With style setters like Cyndi Lauper and Diana Ross leading the way, high-tech rubber jewelry has become a bouncing business. Not that buyers have to stretch their wallets at some pricey boutique; fan-belt necklaces, gasket bracelets and 0-rings for your fingers can all be picked up at your local auto supply or plumbing store.

"It's so sexy," says aspiring rubber baron Philip Monaghan, art director at Fiorucci, where 12 bracelets can be had for $5. "It's streety rather than fantasy oriented. It's the whole vagabond look." Maripol, owner of New York's Maripolitan Popular Objects Ltd., agrees: "Nobody wants to wear pearls.
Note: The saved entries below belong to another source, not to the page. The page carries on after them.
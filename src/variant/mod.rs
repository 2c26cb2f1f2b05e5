//! Variant records, allele classification and variant analysis

pub mod allele;
pub mod analyzer;
pub mod record;

pub use allele::{
    abbreviate, analyze_allele, analyze_alleles, analyze_sequence, parse_breakend, AlleleInfo,
    AlleleType, AnalyzedAllele, AttachSide, Mate,
};
pub use analyzer::{analyze_variant, is_current_chromosome, AnalyzedVariant, PositioningInterval};
pub use record::{GenotypeData, VariantRecord, VariantRequest, VariantType, Zygosity};
//! Junction reconstruction for structural variants
//!
//! A structural variant is reduced to breakpoints and the connections joining
//! them ([`breakpoint`]); genes are resolved at every breakpoint through an
//! [`AnnotationProvider`](crate::annotation::AnnotationProvider)
//! ([`reconstruct`]); each connection is then turned into an alternative exon
//! structure by splitting and merging the affected genes ([`recover`]).
//! Junctions joining two chromosomes only get a coordinate label.
//!
//! # Example
//!
//! ```
//! use ferro_sv::annotation::MockAnnotationProvider;
//! use ferro_sv::junction::Reconstructor;
//! use ferro_sv::variant::{VariantRecord, VariantType};
//!
//! let provider = MockAnnotationProvider::with_test_data();
//! let context = provider.reference().clone();
//! let reconstructor = Reconstructor::new(provider, context);
//!
//! let selection = reconstructor.pre_analyze().unwrap();
//! let record = VariantRecord::symbolic(1, 100, 500, VariantType::Del);
//! let analysis = reconstructor
//!     .analyze_record(&record, Some(&selection.selected))
//!     .unwrap();
//!
//! let structural = analysis.structural().unwrap();
//! assert_eq!(structural.alt_structures.len(), 1);
//! assert_eq!(structural.alt_structures[0].breakpoint, 70);
//! ```

pub mod breakpoint;
pub mod reconstruct;
pub mod recover;
pub mod selection;

pub use breakpoint::{breakpoints_for, sort_breakpoints, Breakpoint, ConnectionEnd, VariantConnection};
pub use reconstruct::{
    AlleleFeatures, GeneFileSelection, Reconstructor, ShortVariantAnalysis, VariantAnalysis,
};
pub use recover::{
    breakpoint_segment, is_local_junction, junction_label, recover_alternative_structure,
    recover_duplication_structures, AlternativeStructure, JunctionLabel,
};
pub use selection::{AffectedGeneEntry, StructuralAnalysis};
Now the kids want to be hoboes." There are also practical considerations. "Rubber doesn't have to be taken off for swimming," says Dionne Monsanto of Canal Jean Co. "It's not going to tarnish and it's not going to turn."

Designers have also jumped on the rubber bandwagon. Raquel Welch is considering a Michaele Vollbracht gown made of black rubber and black lace. Vollbracht's tank swimsuit, covered with rubberized sequins, comes in two colors and sells for $170. "It's another medium to dabble in," says Janie Ruocco, a Saks' fashion coordinator.

"The advanced customer isn't afraid of it. She likes...and she buys it."

A couple of caveats: Don't miss the dinghy by buying just anything made of rubber. "Rubber for rubber's sake is postpeak," says associate fashion director at Saks, Jane Tuma. "Now we're buying it because it has a special look. It should have texture." And serious rubberneckers won't settle for plastic imitations. Once they wear the real thing, devotees claim, they seldom tire of it.